Même avant la démission du Pape Benoît XVI, des fissures commencèrent à apparaître dans l’Académie. Les signes d’un changement ont commencé en 2008 avec la nomination comme président de l’Archevêque Rino Fisichella, un fonctionnaire du Vatican à la carrière en pleine ascension avec un attachement moins que complet à l’enseignement catholique sur les questions de la vie. En 2009, Fisichella a critiqué un évêque brésilien pour avoir publiquement confirmé l’excommunication de médecins qui avaient fait avorter des jumeaux portés par une enfant de neuf ans victime de viol. Selon le droit ecclésiastique, l’avortement fait partie des « graviora delicta », délits si graves qu’ils entraînent automatiquement l’excommunication, sans qu’une déclaration officielle soit nécessaire. Fisichella écrivit cependant que les médecins avaient été justifiés parce que, selon lui, ils avaient agi pour sauver la vie de la jeune fille.

Mgr Cardoso Sobrinho, évêque de Recife, a précisé plus tard (138) que l’enfant et sa famille avaient été sous la garde de médecins qui étaient prêts à sauver la vie des jumeaux par césarienne sans faire de mal à la fillette, mais qu’il avait été contraint, après l’enlèvement de cette dernière, d’émettre un avertissement public sur les conséquences canoniques de l’avortement. L’incident fut une affaire célèbre au Brésil et l’évêque avait mené une bataille acharnée contre la presse séculière et les militants pour l’avortement. L’article de Fisichella a donc été pris comme un signe que le Vatican était partie prenante dans l’affaire contre l’évêque du lieu et la doctrine, et comme Fisichella a récidivé en attaquant ses détracteurs, cette impression a été renforcée.

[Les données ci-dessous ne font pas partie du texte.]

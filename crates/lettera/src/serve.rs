// SPDX-FileCopyrightText: 2026 Lettera Contributors
// SPDX-License-Identifier: MIT OR Apache-2.0

//! `lettera serve` command implementation.
//!
//! Starts the full service: SQLite storage, the YandexGPT provider, the
//! domain engine, and the REST gateway. Runs until SIGINT, then checkpoints
//! the database and exits.

use std::sync::Arc;

use lettera_config::LetteraConfig;
use lettera_core::{CompletionProvider, LetteraError};
use lettera_engine::{Drafter, LetterService, RevisionEngine, StatsService};
use lettera_gateway::{AppState, GatewayConfig};
use lettera_storage::Database;
use lettera_yandexgpt::YandexGptProvider;
use tracing::{error, info};

/// Runs the `lettera serve` command.
pub async fn run_serve(config: LetteraConfig) -> Result<(), LetteraError> {
    init_tracing(&config.app.log_level);

    info!("starting lettera serve");

    // Initialize storage.
    let db = Arc::new(
        Database::open_with(&config.storage.database_path, config.storage.wal_mode).await?,
    );
    info!(path = %config.storage.database_path, "storage initialized");

    // Initialize the YandexGPT provider.
    let provider: Arc<dyn CompletionProvider> = {
        let p = YandexGptProvider::new(&config.yandexgpt).map_err(|e| {
            error!(error = %e, "failed to initialize YandexGPT provider");
            eprintln!(
                "error: YandexGPT credentials required. Set via: lettera.toml [yandexgpt] section, \
                 or the YANDEX_API_KEY and YANDEX_FOLDER_ID environment variables"
            );
            e
        })?;
        Arc::new(p)
    };

    // Wire the domain engine.
    let drafter = Drafter::new(
        provider.clone(),
        config.yandexgpt.temperature,
        config.yandexgpt.max_tokens,
    );
    let letters = Arc::new(LetterService::new(db.clone(), drafter));
    let revisions = Arc::new(RevisionEngine::new(
        db.clone(),
        provider,
        config.yandexgpt.temperature,
        config.yandexgpt.max_tokens,
    ));
    let stats = Arc::new(StatsService::new(db.clone()));
    let state = AppState::new(letters, revisions, stats);

    // Run the gateway as a background task so the main task can wait for
    // the shutdown signal.
    let gateway_config = GatewayConfig {
        host: config.server.host.clone(),
        port: config.server.port,
    };
    let server = tokio::spawn(async move {
        if let Err(e) = lettera_gateway::start_server(&gateway_config, state).await {
            error!(error = %e, "gateway server error");
        }
    });

    tokio::signal::ctrl_c()
        .await
        .map_err(|e| LetteraError::Internal(format!("failed to install signal handler: {e}")))?;
    info!("shutdown signal received");

    server.abort();
    db.close().await?;
    info!("lettera stopped");
    Ok(())
}

/// Initialize the tracing subscriber from the configured log level.
///
/// `RUST_LOG` overrides the config value when set.
fn init_tracing(log_level: &str) {
    use tracing_subscriber::EnvFilter;

    let filter = EnvFilter::try_from_default_env()
        .unwrap_or_else(|_| EnvFilter::new(format!("lettera={log_level},warn")));

    tracing_subscriber::fmt()
        .with_env_filter(filter)
        .with_target(true)
        .with_thread_names(false)
        .init();
}
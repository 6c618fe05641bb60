// SPDX-FileCopyrightText: 2026 Lettera Contributors
// SPDX-License-Identifier: MIT OR Apache-2.0

//! Post-deserialization validation for configuration values.
//!
//! Validates semantic constraints that cannot be expressed via serde
//! attributes, such as valid bind addresses, non-empty paths, and sampling
//! parameter ranges.

use crate::diagnostic::ConfigError;
use crate::model::LetteraConfig;

const LOG_LEVELS: &[&str] = &["trace", "debug", "info", "warn", "error"];

/// Validate a deserialized configuration for semantic correctness.
///
/// Returns `Ok(())` if all validations pass, or `Err(Vec<ConfigError>)` with
/// all collected validation errors (does not fail fast).
pub fn validate_config(config: &LetteraConfig) -> Result<(), Vec<ConfigError>> {
    let mut errors = Vec::new();

    // Validate log level is one of the known names
    if !LOG_LEVELS.contains(&config.app.log_level.as_str()) {
        errors.push(ConfigError::Validation {
            message: format!(
                "app.log_level must be one of {}, got `{}`",
                LOG_LEVELS.join(", "),
                config.app.log_level
            ),
        });
    }

    // Validate server.host is not empty and looks like an IP or hostname
    let host = config.server.host.trim();
    if host.is_empty() {
        errors.push(ConfigError::Validation {
            message: "server.host must not be empty".to_string(),
        });
    } else {
        let is_valid_ip = host.parse::<std::net::IpAddr>().is_ok();
        let is_valid_hostname = host
            .chars()
            .all(|c| c.is_alphanumeric() || c == '.' || c == '-' || c == ':');
        if !is_valid_ip && !is_valid_hostname {
            errors.push(ConfigError::Validation {
                message: format!("server.host `{host}` is not a valid IP address or hostname"),
            });
        }
    }

    // Validate server.port is usable
    if config.server.port == 0 {
        errors.push(ConfigError::Validation {
            message: "server.port must be non-zero".to_string(),
        });
    }

    // Validate database_path is not empty
    if config.storage.database_path.trim().is_empty() {
        errors.push(ConfigError::Validation {
            message: "storage.database_path must not be empty".to_string(),
        });
    }

    // Validate sampling temperature range (YandexGPT accepts 0.0-1.0)
    let temp = config.yandexgpt.temperature;
    if !(0.0..=1.0).contains(&temp) {
        errors.push(ConfigError::Validation {
            message: format!("yandexgpt.temperature must be within 0.0..=1.0, got {temp}"),
        });
    }

    // Validate max_tokens is positive
    if config.yandexgpt.max_tokens == 0 {
        errors.push(ConfigError::Validation {
            message: "yandexgpt.max_tokens must be at least 1".to_string(),
        });
    }

    if errors.is_empty() { Ok(()) } else { Err(errors) }
}

#[cfg(test)]
mod tests {
    use super::*;

    #[test]
    fn default_config_validates() {
        let config = LetteraConfig::default();
        assert!(validate_config(&config).is_ok());
    }

    #[test]
    fn empty_database_path_fails_validation() {
        let mut config = LetteraConfig::default();
        config.storage.database_path = "".to_string();
        let errors = validate_config(&config).unwrap_err();
        assert!(errors.iter().any(
            |e| matches!(e, ConfigError::Validation { message } if message.contains("database_path"))
        ));
    }

    #[test]
    fn out_of_range_temperature_fails_validation() {
        let mut config = LetteraConfig::default();
        config.yandexgpt.temperature = 1.5;
        let errors = validate_config(&config).unwrap_err();
        assert!(errors.iter().any(
            |e| matches!(e, ConfigError::Validation { message } if message.contains("temperature"))
        ));
    }

    #[test]
    fn zero_port_fails_validation() {
        let mut config = LetteraConfig::default();
        config.server.port = 0;
        let errors = validate_config(&config).unwrap_err();
        assert!(errors.iter().any(
            |e| matches!(e, ConfigError::Validation { message } if message.contains("server.port"))
        ));
    }

    #[test]
    fn unknown_log_level_fails_validation() {
        let mut config = LetteraConfig::default();
        config.app.log_level = "verbose".to_string();
        let errors = validate_config(&config).unwrap_err();
        assert!(errors.iter().any(
            |e| matches!(e, ConfigError::Validation { message } if message.contains("log_level"))
        ));
    }

    #[test]
    fn valid_custom_config_passes() {
        let mut config = LetteraConfig::default();
        config.server.host = "0.0.0.0".to_string();
        config.server.port = 3000;
        config.storage.database_path = "/tmp/test.db".to_string();
        config.yandexgpt.temperature = 0.2;
        assert!(validate_config(&config).is_ok());
    }
}
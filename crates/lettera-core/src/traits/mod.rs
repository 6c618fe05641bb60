// SPDX-FileCopyrightText: 2026 Lettera Contributors
// SPDX-License-Identifier: MIT OR Apache-2.0

//! Trait definitions for pluggable Lettera components.

pub mod provider;

pub use provider::{CompletionProvider, CompletionRequest, CompletionResponse};
// SPDX-FileCopyrightText: 2026 Lettera Contributors
// SPDX-License-Identifier: MIT OR Apache-2.0

//! Error types for the Lettera letter-processing service.

use thiserror::Error;

/// The primary error type used across all Lettera crates.
#[derive(Debug, Error)]
pub enum LetteraError {
    /// Bad or empty input from the caller (empty letter text, unknown category, ...).
    #[error("validation error: {0}")]
    Validation(String),

    /// A referenced entity (letter, user, employee) does not exist.
    #[error("not found: {what}")]
    NotFound { what: String },

    /// The caller is not allowed to act on this entity (ownership or
    /// category mismatch).
    #[error("forbidden: {0}")]
    Forbidden(String),

    /// The operation is not valid for the letter's current lifecycle state.
    #[error("invalid state: {0}")]
    InvalidState(String),

    /// LLM provider errors (API failure, timeout, malformed response).
    #[error("generation error: {message}")]
    Generation {
        message: String,
        source: Option<Box<dyn std::error::Error + Send + Sync>>,
    },

    /// Storage backend errors (database connection, query failure).
    #[error("storage error: {source}")]
    Storage {
        source: Box<dyn std::error::Error + Send + Sync>,
    },

    /// Configuration errors (invalid TOML, missing required fields).
    #[error("configuration error: {0}")]
    Config(String),

    /// Internal or unexpected errors.
    #[error("internal error: {0}")]
    Internal(String),
}

impl LetteraError {
    /// Shorthand for a [`LetteraError::NotFound`] describing the missing entity.
    pub fn not_found(what: impl Into<String>) -> Self {
        LetteraError::NotFound { what: what.into() }
    }

    /// Shorthand for a [`LetteraError::Generation`] without an underlying source.
    pub fn generation(message: impl Into<String>) -> Self {
        LetteraError::Generation {
            message: message.into(),
            source: None,
        }
    }
}
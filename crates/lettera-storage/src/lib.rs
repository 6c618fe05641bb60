// SPDX-FileCopyrightText: 2026 Lettera Contributors
// SPDX-License-Identifier: MIT OR Apache-2.0

//! SQLite persistence layer for the Lettera service.
//!
//! Provides WAL-mode SQLite storage with embedded migrations, a single-writer
//! concurrency model via `tokio-rusqlite`, and typed CRUD operations for
//! users, employees, letters, and chat messages.

pub mod database;
pub mod migrations;
pub mod queries;

pub use database::Database;
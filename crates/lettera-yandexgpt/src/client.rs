// SPDX-FileCopyrightText: 2026 Lettera Contributors
// SPDX-License-Identifier: MIT OR Apache-2.0

//! HTTP client for the YandexGPT completion API.
//!
//! Provides [`YandexGptClient`] which handles request construction,
//! Api-Key authentication, and transient error retry.

use std::time::Duration;

use lettera_core::LetteraError;
use reqwest::header::{HeaderMap, HeaderValue};
use tracing::{debug, warn};

use crate::types::{ApiErrorResponse, ApiResponse, CompletionPayload};

/// Round-trip budget for one completion call. YandexGPT answers well within
/// this for the prompt sizes lettera produces.
const REQUEST_TIMEOUT: Duration = Duration::from_secs(30);

/// HTTP client for YandexGPT API communication.
///
/// Manages authentication headers, connection pooling, and retry logic
/// for transient errors (429, 500, 503).
#[derive(Debug, Clone)]
pub struct YandexGptClient {
    client: reqwest::Client,
    folder_id: String,
    model: String,
    max_retries: u32,
    base_url: String,
}

impl YandexGptClient {
    /// Creates a new YandexGPT API client.
    ///
    /// # Arguments
    /// * `api_key` - Yandex Cloud API key
    /// * `folder_id` - Yandex Cloud folder id (also used in the model URI)
    /// * `base_url` - completion endpoint URL
    /// * `model` - model name within the folder, e.g. `yandexgpt/latest`
    pub fn new(
        api_key: String,
        folder_id: String,
        base_url: String,
        model: String,
    ) -> Result<Self, LetteraError> {
        let mut headers = HeaderMap::new();
        headers.insert(
            "Authorization",
            HeaderValue::from_str(&format!("Api-Key {api_key}")).map_err(|e| {
                LetteraError::Config(format!("invalid API key header value: {e}"))
            })?,
        );
        headers.insert(
            "x-folder-id",
            HeaderValue::from_str(&folder_id).map_err(|e| {
                LetteraError::Config(format!("invalid folder id header value: {e}"))
            })?,
        );
        headers.insert("content-type", HeaderValue::from_static("application/json"));

        let client = reqwest::Client::builder()
            .default_headers(headers)
            .timeout(REQUEST_TIMEOUT)
            .build()
            .map_err(|e| LetteraError::Generation {
                message: format!("failed to build HTTP client: {e}"),
                source: Some(Box::new(e)),
            })?;

        Ok(Self {
            client,
            folder_id,
            model,
            max_retries: 1,
            base_url,
        })
    }

    /// Returns the fully qualified model URI for request payloads.
    pub fn model_uri(&self) -> String {
        format!("gpt://{}/{}", self.folder_id, self.model)
    }

    /// Overrides the base URL (for testing with wiremock).
    #[cfg(test)]
    pub fn with_base_url(mut self, url: String) -> Self {
        self.base_url = url;
        self
    }

    /// Sends a completion request and returns the parsed response.
    ///
    /// On transient errors (429, 500, 503), retries once after a 1-second delay.
    pub async fn complete(&self, payload: &CompletionPayload) -> Result<ApiResponse, LetteraError> {
        let mut last_error = None;

        for attempt in 0..=self.max_retries {
            if attempt > 0 {
                warn!(attempt, "retrying completion request after transient error");
                tokio::time::sleep(Duration::from_secs(1)).await;
            }

            let response = self
                .client
                .post(&self.base_url)
                .json(payload)
                .send()
                .await
                .map_err(|e| LetteraError::Generation {
                    message: format!("HTTP request failed: {e}"),
                    source: Some(Box::new(e)),
                })?;

            let status = response.status();
            debug!(status = %status, attempt, "completion response received");

            if status.is_success() {
                let body = response.text().await.map_err(|e| LetteraError::Generation {
                    message: format!("failed to read response body: {e}"),
                    source: Some(Box::new(e)),
                })?;
                let api_response: ApiResponse =
                    serde_json::from_str(&body).map_err(|e| LetteraError::Generation {
                        message: format!("failed to parse API response: {e}"),
                        source: Some(Box::new(e)),
                    })?;
                return Ok(api_response);
            }

            if is_transient_error(status) && attempt < self.max_retries {
                let body = response.text().await.unwrap_or_default();
                warn!(status = %status, body = %body, "transient error, will retry");
                last_error = Some(LetteraError::generation(format!(
                    "API returned {status}: {body}"
                )));
                continue;
            }

            // Non-transient error or exhausted retries.
            let body = response.text().await.unwrap_or_default();
            let error_msg = if let Ok(api_err) = serde_json::from_str::<ApiErrorResponse>(&body) {
                format!("YandexGPT API error ({status}): {}", api_err.error.message)
            } else {
                format!("API returned {status}: {body}")
            };
            return Err(LetteraError::generation(error_msg));
        }

        Err(last_error
            .unwrap_or_else(|| LetteraError::generation("completion request failed after retries")))
    }
}

/// Returns true for HTTP status codes that indicate transient errors worth retrying.
fn is_transient_error(status: reqwest::StatusCode) -> bool {
    matches!(status.as_u16(), 429 | 500 | 503 | 529)
}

L’article a provoqué un tumulte immédiat dans la presse laïque, qui l’a salué comme un signal que l’Église catholique allait bientôt modifier son intransigeance. Mais les membres de l’Académie Pontificale pour la Vie devaient décider de ce qu’il fallait faire au sujet d’un président qui tolérait publiquement l’avortement. Cinq membres ont répondu publiquement contre l’article, mais, comme c’est souvent le cas au Vatican moderne, la carrière de Fisichella a été dynamisée par le scandale (139). Après deux ans d’une bataille de mots entre les membres pro-vie et Fisichella, il a été démis de ses fonctions en 2010, mais il a été placé dans sa position actuelle de chef du Conseil Pontifical pour la Nouvelle Évangélisation – un poste qui, sous François, est difficile de ne pas voir comme une récompense, impliquant une grande visibilité publique et une association étroite avec le Pape.

Au cours des années qui ont suivi, l’Académie a continué à susciter des inquiétudes pour les défenseurs pro-vie sur une variété de sujets, y compris son approbation de l’éducation sexuelle explicite pour les enfants, développée par le Conseil Pontifical pour la Famille et publiée lors des Journées Mondiales de la Jeunesse en Pologne. En 2012, Joseph Seifert écrivit une lettre ouverte au remplaçant de Fisichella, Mgr Ignacio Carrasco de Paula, avertissant que l’Académie risquait de trahir son but fondateur après que la 18ème Assemblée Générale de l’organisation eut semblé approuver la fécondation in vitro, un processus condamné par les documents de la CDF Donum Vitae (1987) et Dignitas Personae (2008).

La doyenne américaine des activistes pro-vie, Judie Brown de l’American Life League, était une autre des membres correspondants initiaux de l’Académie qui s’était opposée à l’approbation de l’avortement par Fisichella. Elle a commenté en février 2017 que le Pape François a « déconstruit » l’Académie avec ses nouveaux statuts et nominations, disant que c’est « l’un des événements les plus déchirants que j’ai vus de mon vivant. Mais étant donné la politique du Vatican, ce n’est pas surprenant. »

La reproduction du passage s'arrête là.